Transcribe all of the data exactly, leaving nothing out.

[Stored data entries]
——

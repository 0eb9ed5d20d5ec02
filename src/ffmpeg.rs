//! ffmpeg integration
//!
//! Segments are joined with ffmpeg's concat demuxer, which reads an ordered
//! manifest of `file '<path>'` lines. Joining WAV segments copies the stream;
//! the final pass re-encodes to the configured compressed codec.

use std::ffi::OsString;
use std::path::{Path, PathBuf};
use std::process::Stdio;
use std::time::Duration;

use async_trait::async_trait;
use regex::Regex;
use tokio::process::Command;
use tokio::time::timeout;

use crate::config::LineupConfig;
use crate::error::{LineupError, Result};

/// How many trailing stderr lines end up in an error message
const STDERR_TAIL_LINES: usize = 5;

/// Ordered list of files for the concat demuxer
#[derive(Debug, Clone, Default, PartialEq, Eq)]
pub struct ConcatManifest {
    entries: Vec<PathBuf>,
}

impl ConcatManifest {
    pub fn new() -> Self {
        Self::default()
    }

    pub fn push(&mut self, path: impl Into<PathBuf>) {
        self.entries.push(path.into());
    }

    pub fn entries(&self) -> &[PathBuf] {
        &self.entries
    }

    pub fn len(&self) -> usize {
        self.entries.len()
    }

    pub fn is_empty(&self) -> bool {
        self.entries.is_empty()
    }

    /// Manifest text, one `file '<path>'` line per entry
    pub fn render(&self) -> String {
        self.entries
            .iter()
            .map(|path| format!("file '{}'", escape_path(path)))
            .collect::<Vec<_>>()
            .join("\n")
    }

    /// Read back a manifest produced by [`ConcatManifest::render`]
    pub fn parse(text: &str) -> Self {
        let entries = text
            .lines()
            .filter_map(|line| {
                let quoted = line.trim().strip_prefix("file ")?;
                let inner = quoted.strip_prefix('\'')?.strip_suffix('\'')?;
                Some(PathBuf::from(inner.replace("'\\''", "'")))
            })
            .collect();
        Self { entries }
    }
}

impl FromIterator<PathBuf> for ConcatManifest {
    fn from_iter<I: IntoIterator<Item = PathBuf>>(iter: I) -> Self {
        Self {
            entries: iter.into_iter().collect(),
        }
    }
}

/// Forward slashes everywhere, single quotes closed and re-opened around an escaped quote
fn escape_path(path: &Path) -> String {
    path.to_string_lossy()
        .replace('\\', "/")
        .replace('\'', "'\\''")
}

/// What the final encode reads from
#[derive(Debug, Clone, Copy)]
pub enum EncodeInput<'a> {
    /// A single WAV file
    File(&'a Path),
    /// A concat manifest listing several WAV files
    Manifest(&'a Path),
}

/// Audio joining and transcoding, as the pipeline needs it
#[async_trait]
pub trait AudioEncoder: Send + Sync {
    /// Join the files listed in `manifest` into one WAV at `output` without re-encoding
    async fn concat(&self, manifest: &Path, output: &Path) -> Result<()>;

    /// Encode `input` into the final compressed file at `output`
    async fn encode(&self, input: EncodeInput<'_>, output: &Path) -> Result<()>;
}

/// [`AudioEncoder`] that shells out to an ffmpeg binary
#[derive(Debug, Clone)]
pub struct Ffmpeg {
    binary: PathBuf,
    codec: String,
    timeout: Duration,
}

impl Ffmpeg {
    pub fn new(binary: impl Into<PathBuf>, codec: impl Into<String>, timeout: Duration) -> Self {
        Self {
            binary: binary.into(),
            codec: codec.into(),
            timeout,
        }
    }

    pub fn from_config(config: &LineupConfig) -> Self {
        Self::new(
            config.ffmpeg_path.clone(),
            config.audio_codec.clone(),
            config.tool_timeout(),
        )
    }

    pub fn binary(&self) -> &Path {
        &self.binary
    }

    async fn run(&self, what: &str, args: Vec<OsString>) -> Result<()> {
        log::info!(
            "Running: {} {}",
            self.binary.display(),
            args.iter()
                .map(|a| a.to_string_lossy())
                .collect::<Vec<_>>()
                .join(" ")
        );

        let child = Command::new(&self.binary)
            .args(&args)
            .stdin(Stdio::null())
            .stdout(Stdio::null())
            .stderr(Stdio::piped())
            .kill_on_drop(true)
            .spawn()
            .map_err(|e| {
                LineupError::Tool(format!(
                    "Failed to start {}: {}",
                    self.binary.display(),
                    e
                ))
            })?;

        // Dropping the child on timeout kills it.
        let output = match timeout(self.timeout, child.wait_with_output()).await {
            Ok(output) => output?,
            Err(_) => {
                log::error!("{} timed out after {:?}", what, self.timeout);
                return Err(LineupError::Timeout {
                    what: what.to_string(),
                    seconds: self.timeout.as_secs(),
                });
            }
        };

        if !output.status.success() {
            let stderr = String::from_utf8_lossy(&output.stderr);
            let tail = stderr_tail(&stderr);
            log::error!("{} failed with status {}: {}", what, output.status, tail);
            return Err(LineupError::Tool(format!(
                "{} failed with status {}: {}",
                what, output.status, tail
            )));
        }

        Ok(())
    }
}

#[async_trait]
impl AudioEncoder for Ffmpeg {
    async fn concat(&self, manifest: &Path, output: &Path) -> Result<()> {
        self.run("ffmpeg concat", concat_args(manifest, output)).await
    }

    async fn encode(&self, input: EncodeInput<'_>, output: &Path) -> Result<()> {
        self.run("ffmpeg encode", encode_args(input, &self.codec, output))
            .await
    }
}

fn base_args() -> Vec<OsString> {
    ["-hide_banner", "-loglevel", "error"]
        .into_iter()
        .map(OsString::from)
        .collect()
}

fn concat_input_args(manifest: &Path) -> Vec<OsString> {
    let mut args: Vec<OsString> = ["-f", "concat", "-safe", "0", "-i"]
        .into_iter()
        .map(OsString::from)
        .collect();
    args.push(manifest.as_os_str().to_owned());
    args
}

/// Arguments for a stream-copy join of WAV segments
fn concat_args(manifest: &Path, output: &Path) -> Vec<OsString> {
    let mut args = base_args();
    args.extend(concat_input_args(manifest));
    args.extend(["-c", "copy", "-y"].into_iter().map(OsString::from));
    args.push(output.as_os_str().to_owned());
    args
}

/// Arguments for the final encode
fn encode_args(input: EncodeInput<'_>, codec: &str, output: &Path) -> Vec<OsString> {
    let mut args = base_args();
    match input {
        EncodeInput::File(path) => {
            args.push("-i".into());
            args.push(path.as_os_str().to_owned());
        }
        EncodeInput::Manifest(path) => args.extend(concat_input_args(path)),
    }
    args.extend(["-c:a", codec, "-y"].into_iter().map(OsString::from));
    args.push(output.as_os_str().to_owned());
    args
}

fn stderr_tail(stderr: &str) -> String {
    let lines: Vec<&str> = stderr.lines().filter(|l| !l.trim().is_empty()).collect();
    let start = lines.len().saturating_sub(STDERR_TAIL_LINES);
    lines[start..].join(" | ")
}

/// Whether `binary -version` runs successfully
pub async fn check_installed(binary: &Path) -> bool {
    match Command::new(binary)
        .arg("-version")
        .stdin(Stdio::null())
        .output()
        .await
    {
        Ok(output) => output.status.success(),
        Err(e) => {
            log::warn!("{} is not usable: {}", binary.display(), e);
            false
        }
    }
}

/// Version string reported by `binary -version`, e.g. `6.1.1`
pub async fn version(binary: &Path) -> Result<String> {
    let output = Command::new(binary)
        .arg("-version")
        .stdin(Stdio::null())
        .output()
        .await
        .map_err(|e| LineupError::Tool(format!("Failed to start {}: {}", binary.display(), e)))?;

    if !output.status.success() {
        return Err(LineupError::Tool(format!(
            "{} -version failed with status {}",
            binary.display(),
            output.status
        )));
    }

    parse_version(&String::from_utf8_lossy(&output.stdout))
        .ok_or_else(|| LineupError::Tool("Could not parse ffmpeg version".to_string()))
}

fn parse_version(banner: &str) -> Option<String> {
    let re = Regex::new(r"ffmpeg version (\S+)").ok()?;
    re.captures(banner)
        .and_then(|caps| caps.get(1))
        .map(|m| m.as_str().to_string())
}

——

◆ **Result**:
repository 0eb9ed5d20d5ec02
filename src/ffmpeg.rs
//! ffmpeg integration
//!
//! Segments are joined with ffmpeg's concat demuxer, which reads an ordered
//! manifest of `file '<path>'` lines. Joining WAV segments copies the stream;
//! the final pass re-encodes to the configured compressed codec.

use std::ffi::OsString;
use std::path::{Path, PathBuf};
use std::process::Stdio;
use std::time::Duration;

use async_trait::async_trait;
use regex::Regex;
use tokio::process::Command;
use tokio::time::timeout;

use crate::config::LineupConfig;
use crate::error::{LineupError, Result};

/// How many trailing stderr lines end up in an error message
const STDERR_TAIL_LINES: usize = 5;

/// Ordered list of files for the concat demuxer
#[derive(Debug, Clone, Default, PartialEq, Eq)]
pub struct ConcatManifest {
    entries: Vec<PathBuf>,
}

impl ConcatManifest {
    pub fn new() -> Self {
        Self::default()
    }

    pub fn push(&mut self, path: impl Into<PathBuf>) {
        self.entries.push(path.into());
    }

    pub fn entries(&self) -> &[PathBuf] {
        &self.entries
    }

    pub fn len(&self) -> usize {
        self.entries.len()
    }

    pub fn is_empty(&self) -> bool {
        self.entries.is_empty()
    }

    /// Manifest text, one `file '<path>'` line per entry
    pub fn render(&self) -> String {
        self.entries
            .iter()
            .map(|path| format!("file '{}'", escape_path(path)))
            .collect::<Vec<_>>()
            .join("\n")
    }

    /// Read back a manifest produced by [`ConcatManifest::render`]
    pub fn parse(text: &str) -> Self {
        let entries = text
            .lines()
            .filter_map(|line| {
                let quoted = line.trim().strip_prefix("file ")?;
                let inner = quoted.strip_prefix('\'')?.strip_suffix('\'')?;
                Some(PathBuf::from(inner.replace("'\\''", "'")))
            })
            .collect();
        Self { entries }
    }
}

impl FromIterator<PathBuf> for ConcatManifest {
    fn from_iter<I: IntoIterator<Item = PathBuf>>(iter: I) -> Self {
        Self {
            entries: iter.into_iter().collect(),
        }
    }
}

/// Forward slashes everywhere, single quotes closed and re-opened around an escaped quote
fn escape_path(path: &Path) -> String {
    path.to_string_lossy()
        .replace('\\', "/")
        .replace('\'', "'\\''")
}

/// What the final encode reads from
#[derive(Debug, Clone, Copy)]
pub enum EncodeInput<'a> {
    /// A single WAV file
    File(&'a Path),
    /// A concat manifest listing several WAV files
    Manifest(&'a Path),
}

/// Audio joining and transcoding, as the pipeline needs it
#[async_trait]
pub trait AudioEncoder: Send + Sync {
    /// Join the files listed in `manifest` into one WAV at `output` without re-encoding
    async fn concat(&self, manifest: &Path, output: &Path) -> Result<()>;

    /// Encode `input` into the final compressed file at `output`
    async fn encode(&self, input: EncodeInput<'_>, output: &Path) -> Result<()>;
}

/// [`AudioEncoder`] that shells out to an ffmpeg binary
#[derive(Debug, Clone)]
pub struct Ffmpeg {
    binary: PathBuf,
    codec: String,
    timeout: Duration,
}

impl Ffmpeg {
    pub fn new(binary: impl Into<PathBuf>, codec: impl Into<String>, timeout: Duration) -> Self {
        Self {
            binary: binary.into(),
            codec: codec.into(),
            timeout,
        }
    }

    pub fn from_config(config: &LineupConfig) -> Self {
        Self::new(
            config.ffmpeg_path.clone(),
            config.audio_codec.clone(),
            config.tool_timeout(),
        )
    }

    pub fn binary(&self) -> &Path {
        &self.binary
    }

    async fn run(&self, what: &str, args: Vec<OsString>) -> Result<()> {
        log::info!(
            "Running: {} {}",
            self.binary.display(),
            args.iter()
                .map(|a| a.to_string_lossy())
                .collect::<Vec<_>>()
                .join(" ")
        );

        let child = Command::new(&self.binary)
            .args(&args)
            .stdin(Stdio::null())
            .stdout(Stdio::null())
            .stderr(Stdio::piped())
            .kill_on_drop(true)
            .spawn()
            .map_err(|e| {
                LineupError::Tool(format!(
                    "Failed to start {}: {}",
                    self.binary.display(),
                    e
                ))
            })?;

        // Dropping the child on timeout kills it.
        let output = match timeout(self.timeout, child.wait_with_output()).await {
            Ok(output) => output?,
            Err(_) => {
                log::error!("{} timed out after {:?}", what, self.timeout);
                return Err(LineupError::Timeout {
                    what: what.to_string(),
                    seconds: self.timeout.as_secs(),
                });
            }
        };

        if !output.status.success() {
            let stderr = String::from_utf8_lossy(&output.stderr);
            let tail = stderr_tail(&stderr);
            log::error!("{} failed with status {}: {}", what, output.status, tail);
            return Err(LineupError::Tool(format!(
                "{} failed with status {}: {}",
                what, output.status, tail
            )));
        }

        Ok(())
    }
}

#[async_trait]
impl AudioEncoder for Ffmpeg {
    async fn concat(&self, manifest: &Path, output: &Path) -> Result<()> {
        self.run("ffmpeg concat", concat_args(manifest, output)).await
    }

    async fn encode(&self, input: EncodeInput<'_>, output: &Path) -> Result<()> {
        self.run("ffmpeg encode", encode_args(input, &self.codec, output))
            .await
    }
}

fn base_args() -> Vec<OsString> {
    ["-hide_banner", "-loglevel", "error"]
        .into_iter()
        .map(OsString::from)
        .collect()
}

fn concat_input_args(manifest: &Path) -> Vec<OsString> {
    let mut args: Vec<OsString> = ["-f", "concat", "-safe", "0", "-i"]
        .into_iter()
        .map(OsString::from)
        .collect();
    args.push(manifest.as_os_str().to_owned());
    args
}

/// Arguments for a stream-copy join of WAV segments
fn concat_args(manifest: &Path, output: &Path) -> Vec<OsString> {
    let mut args = base_args();
    args.extend(concat_input_args(manifest));
    args.extend(["-c", "copy", "-y"].into_iter().map(OsString::from));
    args.push(output.as_os_str().to_owned());
    args
}

/// Arguments for the final encode
fn encode_args(input: EncodeInput<'_>, codec: &str, output: &Path) -> Vec<OsString> {
    let mut args = base_args();
    match input {
        EncodeInput::File(path) => {
            args.push("-i".into());
            args.push(path.as_os_str().to_owned());
        }
        EncodeInput::Manifest(path) => args.extend(concat_input_args(path)),
    }
    args.extend(["-c:a", codec, "-y"].into_iter().map(OsString::from));
    args.push(output.as_os_str().to_owned());
    args
}

fn stderr_tail(stderr: &str) -> String {
    let lines: Vec<&str> = stderr.lines().filter(|l| !l.trim().is_empty()).collect();
    let start = lines.len().saturating_sub(STDERR_TAIL_LINES);
    lines[start..].join(" | ")
}

/// Whether `binary -version` runs successfully
pub async fn check_installed(binary: &Path) -> bool {
    match Command::new(binary)
        .arg("-version")
        .stdin(Stdio::null())
        .output()
        .await
    {
        Ok(output) => output.status.success(),
        Err(e) => {
            log::warn!("{} is not usable: {}", binary.display(), e);
            false
        }
    }
}

/// Version string reported by `binary -version`, e.g. `6.1.1`
pub async fn version(binary: &Path) -> Result<String> {
    let output = Command::new(binary)
        .arg("-version")
        .stdin(Stdio::null())
        .output()
        .await
        .map_err(|e| LineupError::Tool(format!("Failed to start {}: {}", binary.display(), e)))?;

    if !output.status.success() {
        return Err(LineupError::Tool(format!(
            "{} -version failed with status {}",
            binary.display(),
            output.status
        )));
    }

    parse_version(&String::from_utf8_lossy(&output.stdout))
        .ok_or_else(|| LineupError::Tool("Could not parse ffmpeg version".to_string()))
}

fn parse_version(banner: &str) -> Option<String> {
    let re = Regex::new(r"ffmpeg version (\S+)").ok()?;
    re.captures(banner)
        .and_then(|caps| caps.get(1))
        .map(|m| m.as_str().to_string())
}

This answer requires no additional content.